0から始める著作権

  このブログでは著作権について解説していきます。

著作物をどのように利用するか(2)

前回は、著作物の利用の許諾の話をしました。著作物を利用することについて、著作権者に有償で認めてもらう、という話でした。

この許諾は、著作物を利用したい人と、著作権者との間の契約です。この場合の契約はライセンス契約になります。ライセンスというのは利用許諾のことであり、利用許諾の契約だからライセンス契約になるのです。

 

そして、このライセンス契約では、著作物を利用する人が著作権者に金銭を支払うことになり、その金銭はライセンス料と言われます。もちろん、著作権者は無償で著作物の利用を許諾することもあります。この場合、ライセンス料は発生しません。また、契約ですので、様々な条件を契約の中に盛り込みます。例えば、イラスト(美術の著作物)の利用についてライセンス契約をするとき、著作物の利用期間(1年間だけの利用なのか数年間の利用なのか)、利用条件(1つのSNSに掲載するのか複数のSNSに掲載するのか)などの条件を決めて、それらを盛り込む必要があるのです。

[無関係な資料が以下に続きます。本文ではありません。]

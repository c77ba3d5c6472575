use serde::{Deserialize, Serialize};
use validator::Validate as _;
use validator_derive::Validate;

use crate::shared::role::Role;

#[derive(Debug, Clone, Serialize, Deserialize, Validate)]
#[serde(rename_all = "camelCase")]
pub struct CreateUserDto {
  #[validate(email(message = "Email must be a valid address"))]
  pub email: String,
  #[validate(length(
    min = 8,
    message = "Password must have at least 8 characters"
  ))]
  pub password: String,
  pub role_id: Role,
  #[serde(default)]
  pub active: bool,
}

/// Body of a bulk creation.
#[derive(Debug, Serialize, Deserialize, Validate)]
pub struct CreateManyDto {
  #[validate(length(min = 1, message = "bulk must not be empty"), nested)]
  pub bulk: Vec<CreateUserDto>,
}

#[cfg(test)]
mod tests {
  use validator::Validate;

  use super::*;

  #[test]
  fn test_rejects_invalid_fields() {
    let dto: CreateUserDto = serde_json::from_value(serde_json::json!({
      "email": "not-an-email",
      "password": "short",
      "roleId": 2
    }))
    .unwrap();
    let errors = dto.validate().unwrap_err();
    let fields = errors.field_errors();
    assert!(fields.contains_key("email"));
    assert!(fields.contains_key("password"));
    assert!(!dto.active);
  }

  #[test]
  fn test_unknown_role_is_a_deserialization_error() {
    let result = serde_json::from_value::<CreateUserDto>(serde_json::json!({
      "email": "someone@example.com",
      "password": "long enough",
      "roleId": 7
    }));
    assert!(result.is_err());
  }

  #[test]
  fn test_bulk_validates_every_entry() {
    let dto: CreateManyDto = serde_json::from_value(serde_json::json!({
      "bulk": [
        { "email": "someone@example.com", "password": "long enough", "roleId": 2 },
        { "email": "broken", "password": "long enough", "roleId": 3 }
      ]
    }))
    .unwrap();
    assert!(dto.validate().is_err());

    let empty = CreateManyDto { bulk: Vec::new() };
    assert!(empty.validate().is_err());
  }
}
use actix_web::http::StatusCode;
use actix_web::{HttpResponse, ResponseError};
use serde::{Deserialize, Serialize};
use thiserror::Error;
use tracing::error;
use validator::ValidationErrors;

use crate::credentials::CredentialError;
use crate::shared::hash_worker::HashWorkerError;
use crate::users::repository::user_repository::UserRepositoryError;

/// Body of every error response.
#[derive(Debug, Clone, Serialize, Deserialize)]
pub struct HttpError {
  pub message: String,
  pub status: u16,
}

impl HttpError {
  pub fn new(message: impl Into<String>, status: StatusCode) -> Self {
    Self {
      message: message.into(),
      status: status.as_u16(),
    }
  }
}

/// Message of the conflict raised when a record changed between read and write.
pub const CONCURRENT_CHANGE: &str = "User was modified concurrently";

#[derive(Debug, Error)]
pub enum AppError {
  #[error("{0}")]
  NotFound(String),

  #[error("{0}")]
  Conflict(String),

  #[error("{0}")]
  Validation(String),

  #[error("Invalid payload: {0}")]
  InvalidPayload(#[from] ValidationErrors),

  #[error("Unauthorized")]
  Unauthorized,

  #[error("Forbidden")]
  Forbidden,

  #[error("Internal error: {0}")]
  Internal(String),
}

impl ResponseError for AppError {
  fn status_code(&self) -> StatusCode {
    match self {
      AppError::NotFound(_) => StatusCode::NOT_FOUND,
      AppError::Conflict(_) => StatusCode::CONFLICT,
      AppError::Validation(_) | AppError::InvalidPayload(_) => {
        StatusCode::BAD_REQUEST
      }
      AppError::Unauthorized => StatusCode::UNAUTHORIZED,
      AppError::Forbidden => StatusCode::FORBIDDEN,
      AppError::Internal(_) => StatusCode::INTERNAL_SERVER_ERROR,
    }
  }

  fn error_response(&self) -> HttpResponse {
    let status = self.status_code();
    let body = match self {
      AppError::InvalidPayload(errors) => {
        return HttpResponse::build(status).json(errors);
      }
      AppError::Internal(cause) => {
        error!(%cause, "request failed");
        HttpError::new("Internal Server Error", status)
      }
      other => HttpError::new(other.to_string(), status),
    };
    HttpResponse::build(status).json(body)
  }
}

impl From<UserRepositoryError> for AppError {
  fn from(error: UserRepositoryError) -> Self {
    match error {
      UserRepositoryError::DuplicateEmail(_) => {
        AppError::Conflict(String::from("User or Email already exists"))
      }
      other => AppError::Internal(other.to_string()),
    }
  }
}

impl From<HashWorkerError> for AppError {
  fn from(error: HashWorkerError) -> Self {
    AppError::Internal(error.to_string())
  }
}

impl From<CredentialError> for AppError {
  fn from(error: CredentialError) -> Self {
    AppError::Internal(error.to_string())
  }
}

#[cfg(test)]
mod tests {
  use super::*;
  use actix_web::body::to_bytes;

  #[actix_web::test]
  async fn test_internal_error_hides_cause() {
    let response =
      AppError::Internal(String::from("lock poisoned")).error_response();
    assert_eq!(response.status(), StatusCode::INTERNAL_SERVER_ERROR);

    let body = to_bytes(response.into_body()).await.unwrap();
    let error: HttpError = serde_json::from_slice(&body).unwrap();
    assert_eq!(error.message, "Internal Server Error");
    assert_eq!(error.status, 500);
  }

  #[test]
  fn test_duplicate_email_maps_to_conflict() {
    let error = AppError::from(UserRepositoryError::DuplicateEmail(
      String::from("a@b.c"),
    ));
    assert_eq!(error.status_code(), StatusCode::CONFLICT);
    assert_eq!(error.to_string(), "User or Email already exists");
  }
}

でも、ここで皆さんは疑問に思うと思います。このようなライセンス契約はとても面倒ではないか、もっと簡単なわかりやすい方法で著作物を利用できないか、という疑問です。しかも、著作権者が無償で著作物の利用を許諾したい場合には、尚更簡単な方法がよいのではないか、と思うでしょう。これらはもっともな疑問です。

 

実は、このような疑問に応じて、著作権者が、自分の著作物を他人が利用できるかどうか、利用できるとしたらどのような条件で利用できるかどうかを簡単に示すためのマークが考案され、既にその表示が使われています。皆さんも見たことがあるかもしれません。以下に、2つの例を紹介します。

 

○ 文化庁の「自由利用マーク」

 文化庁のWebサイトによれば、「自由利用マーク」は、自分の著作物を他人に自由に使ってもらってよいと考える場合に、その意思を表示するためのマークです。例えば、「コピーOK」の文字が入ったマークがあり、このマークを著作物に付けておけば、他人は安心してその著作物を複製したり、無償配布できます。

 

○ クリエイティブ・コモンズのマーク

 クリエイティブ・コモンズ・ジャパンのWebサイトによれば、このマークは、作品を公開する作者が「この条件を守れば私の作品を自由に使って構いません」という意思表示をするために、基本となる4種類の条件(組み合わせにより6種類になる)を定めて、どの条件になっているかを表示するためのマークです。作品がインターネット上で公開される場合に、検索されやすくなるようなメタデータも提案されています。

 

これらのマークについて詳しくお知りになりたい方は、文化庁のWebサイトや、クリエイティブ・コモンズ・ジャパンのWebサイトをご覧ください。

これらのマークは、主として、著作権者が無償で著作物の利用を他人に許諾したい場合に用いられています。

それでは、著作権者が、有償で著作物の利用を他人に許諾したい場合はどのようにすればよいでしょうか。例えば、イラストレーターが、自分の描いたイラストをWebサイトやSNSで公表して、有償でのイラストの利用を広く呼びかけるという方法があります。個人としてそれをやるのは大変ですので、そのような呼びかけを代行してくれるサービスもあります。

 

そして、イラストを見た側、イラストを利用したい側が、そのイラスト(美術の著作物)を利用するために、どのように著作権者を探し出し、どのように利用許諾について交渉し、どのような条件でライセンス契約をするか、という問題も重要になってきます。

次回は、この問題について、更に詳しく見ていきましょう。